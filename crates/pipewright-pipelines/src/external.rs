//! External pipeline executables
//!
//! An external pipeline is any executable speaking JSON over stdin/stdout.
//! Each call is a fresh process that receives one request:
//!
//! ```json
//! { "action": "execute", "input": { ... }, "config": { ... } }
//! ```
//!
//! and answers with `{ "output": ... }` or `{ "error": "..." }`.
//!
//! Actions: `info`, `initialise`, `schedule` (returns
//! `[{ "task": ..., "dependencies": [...] }]`) and `execute` (returns
//! `{ "status": "completed" | "cached" | "failed", "message", "build_hashes" }`).
//! The executable keeps its own artifact cache; the build-hash ledger is
//! sent with every `schedule` and `execute` request and the hashes it
//! returns are folded back into the stash.

use std::io::Write;
use std::path::{Path, PathBuf};
use std::process::{Command, Stdio};

use serde::{Deserialize, Serialize};
use tempfile::TempDir;
use tracing::{debug, info, instrument, warn};

use pipewright_core::{Configuration, FileHash, ToolChain};
use pipewright_tasks::{
    report_outcome, Dependencies, DependencyProvider, Pipeline, Progress, Schedule, Stash,
    TaskDescriptor, TaskError, TaskOutcome,
};

use crate::error::{PipelineError, Result};

/// Request sent to the executable on stdin
#[derive(Debug, Serialize, Deserialize)]
pub struct PipelineRequest {
    pub action: String,
    pub input: serde_json::Value,
    pub config: serde_json::Value,
}

/// Response read from the executable's stdout
#[derive(Debug, Serialize, Deserialize)]
pub struct PipelineResponse {
    pub output: Option<serde_json::Value>,
    pub error: Option<String>,
}

/// Self-description returned by the `info` action
#[derive(Debug, Clone, PartialEq, Eq, Serialize, Deserialize)]
pub struct PipelineInfo {
    pub name: String,
    pub version: String,
    #[serde(default)]
    pub description: Option<String>,
}

/// One entry of a `schedule` response
#[derive(Debug, Clone, Serialize, Deserialize)]
pub struct ScheduledTask {
    pub task: TaskDescriptor,
    #[serde(default)]
    pub dependencies: Vec<TaskDescriptor>,
}

/// Status of an `execute` response
#[derive(Debug, Clone, Copy, PartialEq, Eq, Serialize, Deserialize)]
#[serde(rename_all = "lowercase")]
pub enum ExecuteStatus {
    Completed,
    Cached,
    Failed,
}

/// Body of an `execute` response
#[derive(Debug, Clone, Serialize, Deserialize)]
pub struct ExecuteOutput {
    pub status: ExecuteStatus,
    #[serde(default)]
    pub message: String,
    #[serde(default)]
    pub build_hashes: Vec<(PathBuf, FileHash)>,
}

/// A pipeline implemented by an external executable
#[derive(Debug)]
pub struct ExternalPipeline {
    id: String,
    command: PathBuf,
    cwd: Option<PathBuf>,
    config: serde_json::Value,
    info: Option<PipelineInfo>,
    // Holds the isolated copy of the executable alive for the pipeline's lifetime.
    _isolation: Option<TempDir>,
}

impl ExternalPipeline {
    /// Pipeline backed by `command`
    pub fn new(id: impl Into<String>, command: impl Into<PathBuf>) -> Self {
        Self {
            id: id.into(),
            command: command.into(),
            cwd: None,
            config: serde_json::Value::Null,
            info: None,
            _isolation: None,
        }
    }

    /// Keep `dir` (which holds the executable copy) until the pipeline is dropped
    pub fn with_isolation(mut self, dir: TempDir) -> Self {
        self._isolation = Some(dir);
        self
    }

    /// Run the executable from `dir`
    pub fn with_cwd(mut self, dir: impl Into<PathBuf>) -> Self {
        self.cwd = Some(dir.into());
        self
    }

    /// Path of the executable being run
    pub fn command(&self) -> &Path {
        &self.command
    }

    /// Info reported by the executable, available after `initialise`
    pub fn info(&self) -> Option<&PipelineInfo> {
        self.info.as_ref()
    }

    /// Send one request and return its `output`
    #[instrument(skip(self, input), fields(pipeline = %self.id))]
    pub fn request(&self, action: &str, input: serde_json::Value) -> Result<serde_json::Value> {
        let request = PipelineRequest {
            action: action.to_string(),
            input,
            config: self.config.clone(),
        };
        let request_json = serde_json::to_vec(&request)
            .map_err(|e| PipelineError::protocol(&self.id, action, e.to_string()))?;

        let mut cmd = Command::new(&self.command);
        cmd.stdin(Stdio::piped());
        cmd.stdout(Stdio::piped());
        cmd.stderr(Stdio::piped());
        if let Some(cwd) = &self.cwd {
            cmd.current_dir(cwd);
        }

        let mut child = cmd.spawn().map_err(|e| {
            PipelineError::protocol(&self.id, action, format!("Failed to spawn pipeline: {}", e))
        })?;

        if let Some(mut stdin) = child.stdin.take() {
            stdin.write_all(&request_json).map_err(|e| {
                PipelineError::protocol(&self.id, action, format!("Failed to write request: {}", e))
            })?;
        }

        let output = child
            .wait_with_output()
            .map_err(|e| PipelineError::protocol(&self.id, action, e.to_string()))?;

        if !output.status.success() {
            let stderr = String::from_utf8_lossy(&output.stderr);
            return Err(PipelineError::protocol(&self.id, action, stderr.trim()));
        }

        let response: PipelineResponse = serde_json::from_slice(&output.stdout).map_err(|e| {
            PipelineError::protocol(&self.id, action, format!("Invalid response: {}", e))
        })?;

        if let Some(error) = response.error {
            return Err(PipelineError::protocol(&self.id, action, error));
        }

        debug!(action, "pipeline responded");
        Ok(response.output.unwrap_or(serde_json::Value::Null))
    }

    /// Ask the executable to describe itself, falling back to the id
    pub fn query_info(&self) -> PipelineInfo {
        let fallback = || PipelineInfo {
            name: self.id.clone(),
            version: "unknown".to_string(),
            description: None,
        };

        match self.request("info", serde_json::Value::Null) {
            Ok(serde_json::Value::Null) => fallback(),
            Ok(value) => serde_json::from_value(value).unwrap_or_else(|e| {
                warn!(pipeline = %self.id, error = %e, "malformed info response");
                fallback()
            }),
            Err(e) => {
                debug!(pipeline = %self.id, error = %e, "info action unavailable");
                fallback()
            }
        }
    }

    fn call<T: serde::de::DeserializeOwned>(
        &self,
        action: &str,
        input: serde_json::Value,
    ) -> std::result::Result<T, TaskError> {
        let value = self
            .request(action, input)
            .map_err(|e| TaskError::Command(e.to_string()))?;
        Ok(serde_json::from_value(value)?)
    }

    fn execute_task(
        &self,
        task: &TaskDescriptor,
        stash: &dyn Stash,
    ) -> std::result::Result<TaskOutcome, TaskError> {
        let input = serde_json::json!({
            "task": task,
            "build_hashes": ledger(stash),
        });
        let output: ExecuteOutput = self.call("execute", input)?;

        for (path, hash) in &output.build_hashes {
            stash.set_build_hash_code(path, *hash);
        }

        match output.status {
            ExecuteStatus::Completed => Ok(TaskOutcome::Built(output.message)),
            ExecuteStatus::Cached => Ok(TaskOutcome::Cached(output.message)),
            ExecuteStatus::Failed => Err(TaskError::Command(output.message)),
        }
    }
}

fn ledger(stash: &dyn Stash) -> Vec<(PathBuf, FileHash)> {
    stash.build_hash_codes().into_iter().collect()
}

impl Pipeline for ExternalPipeline {
    fn id(&self) -> &str {
        &self.id
    }

    fn initialise(
        &mut self,
        toolchain: &ToolChain,
        configuration: &Configuration,
    ) -> std::result::Result<(), TaskError> {
        let header = configuration.header()?;
        header.verify_version(&toolchain.version)?;

        let body = configuration.body()?;
        let settings: serde_json::Value = if body.is_empty() {
            serde_json::Value::Null
        } else {
            serde_json::from_slice(body)?
        };

        self.config = serde_json::json!({
            "pipeline_id": header.pipeline_id,
            "version": header.version,
            "toolchain": {
                "version": toolchain.version,
                "hash": toolchain.toolchain_hash,
            },
            "settings": settings,
        });

        let info = self.query_info();
        info!(pipeline = %self.id, name = %info.name, version = %info.version, "loaded external pipeline");
        self.info = Some(info);

        self.request("initialise", serde_json::Value::Null)
            .map_err(|e| TaskError::Command(e.to_string()))?;
        Ok(())
    }

    fn get_schedule(
        &self,
        _progress: &dyn Progress,
        stash: &dyn Stash,
    ) -> std::result::Result<Schedule, TaskError> {
        let input = serde_json::json!({ "build_hashes": ledger(stash) });
        let tasks: Vec<ScheduledTask> = self.call("schedule", input)?;

        let mut dependencies = Dependencies::new();
        for entry in tasks {
            dependencies.add(entry.task, entry.dependencies);
        }
        Ok(Schedule::new(dependencies))
    }

    fn execute(
        &self,
        task: &TaskDescriptor,
        progress: &dyn Progress,
        stash: &dyn Stash,
        _provider: &DependencyProvider,
    ) {
        progress.started(task, "running");
        report_outcome(progress, task, self.execute_task(task, stash));
    }
}

#[cfg(all(test, unix))]
pub(crate) mod tests {
    use super::*;
    use pipewright_core::ConfigurationHeader;
    use pipewright_tasks::{CollectingProgress, FileStash};
    use std::os::unix::fs::PermissionsExt;

    pub(crate) const FAKE_PIPELINE: &str = r#"#!/bin/sh
req=$(cat)
case "$req" in
  *'"action":"info"'*)
    echo '{"output":{"name":"fake","version":"1.0.0"}}' ;;
  *'"action":"initialise"'*)
    case "$req" in
      *'"reject":true'*) echo '{"error":"settings rejected"}' ;;
      *) echo '{"output":null}' ;;
    esac ;;
  *'"action":"schedule"'*)
    echo '{"output":[{"task":{"name":"b","source_file":"","payload":[]},"dependencies":[]},{"task":{"name":"a","source_file":"x","payload":[]},"dependencies":[{"name":"b","source_file":"","payload":[]}]}]}' ;;
  *'"name":"a"'*)
    echo '{"output":{"status":"cached","message":"hit","build_hashes":[["out/a","ca978112ca1bbdcafac231b39a23dc4da786eff8147c4e72b9807785afee48bb"]]}}' ;;
  *'"name":"fail"'*)
    echo '{"output":{"status":"failed","message":"nope"}}' ;;
  *)
    echo '{"output":{"status":"completed","message":"built"}}' ;;
esac
"#;

    pub(crate) fn write_script(dir: &Path, name: &str, body: &str) -> PathBuf {
        let path = dir.join(name);
        std::fs::write(&path, body).unwrap();
        std::fs::set_permissions(&path, std::fs::Permissions::from_mode(0o755)).unwrap();
        path
    }

    fn configuration(settings: serde_json::Value) -> (ToolChain, Configuration) {
        let version = semver::Version::new(0, 3, 0);
        let header = ConfigurationHeader::new("exec:fake", version.clone());
        let config = Configuration::new(&header, &serde_json::to_vec(&settings).unwrap()).unwrap();
        (ToolChain::bare(version), config)
    }

    fn initialised(dir: &Path) -> ExternalPipeline {
        let script = write_script(dir, "fake-pipeline", FAKE_PIPELINE);
        let mut pipeline = ExternalPipeline::new("exec:fake", script);
        let (toolchain, config) = configuration(serde_json::json!({ "reject": false }));
        pipeline.initialise(&toolchain, &config).unwrap();
        pipeline
    }

    #[test]
    fn test_initialise_queries_info() {
        let temp = tempfile::TempDir::new().unwrap();
        let pipeline = initialised(temp.path());
        assert_eq!(pipeline.info().unwrap().name, "fake");
        assert_eq!(pipeline.id(), "exec:fake");
    }

    #[test]
    fn test_initialise_error_is_surfaced() {
        let temp = tempfile::TempDir::new().unwrap();
        let script = write_script(temp.path(), "fake-pipeline", FAKE_PIPELINE);
        let mut pipeline = ExternalPipeline::new("exec:fake", script);
        let (toolchain, config) = configuration(serde_json::json!({ "reject": true }));

        let err = pipeline.initialise(&toolchain, &config).unwrap_err();
        assert!(err.to_string().contains("settings rejected"));
    }

    #[test]
    fn test_schedule_from_response() {
        let temp = tempfile::TempDir::new().unwrap();
        let pipeline = initialised(temp.path());
        let stash = FileStash::new(temp.path().join("stash"));

        let schedule = pipeline
            .get_schedule(&CollectingProgress::default(), &stash)
            .unwrap();
        let ready: Vec<String> = schedule.get_ready().iter().map(|t| t.to_string()).collect();
        assert_eq!(ready, vec!["b"]);
        assert!(schedule.get_task("a", "x").is_some());
    }

    #[test]
    fn test_execute_statuses_and_hashes() {
        let temp = tempfile::TempDir::new().unwrap();
        let pipeline = initialised(temp.path());
        let stash = FileStash::new(temp.path().join("stash"));
        let progress = CollectingProgress::default();
        let provider = DependencyProvider::new();

        let a = TaskDescriptor::new("a", "x", vec![]);
        let b = TaskDescriptor::new("b", "", vec![]);
        let fail = TaskDescriptor::new("fail", "", vec![]);
        pipeline.execute(&b, &progress, &stash, &provider);
        pipeline.execute(&a, &progress, &stash, &provider);
        pipeline.execute(&fail, &progress, &stash, &provider);

        assert_eq!(progress.completed_tasks(), vec![(b, false), (a, true)]);
        assert_eq!(progress.failures(), vec![(fail, "nope".to_string())]);
        assert_eq!(
            stash.build_hash_codes().get(Path::new("out/a")),
            Some(&FileHash::of_bytes(b"a"))
        );
    }

    #[test]
    fn test_non_zero_exit_is_protocol_error() {
        let temp = tempfile::TempDir::new().unwrap();
        let script = write_script(temp.path(), "broken", "#!/bin/sh\necho boom >&2\nexit 1\n");
        let pipeline = ExternalPipeline::new("exec:broken", script);

        let err = pipeline.request("schedule", serde_json::Value::Null).unwrap_err();
        assert!(matches!(err, PipelineError::Protocol { .. }));
        assert!(err.to_string().contains("boom"));
        assert_eq!(pipeline.query_info().name, "exec:broken");
    }
}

YOUR ASSIGNMENT. Looking back over the listing, work out how many lines include the string "ConfigurationHeader". Write only that number.

ANSWER AREA. 2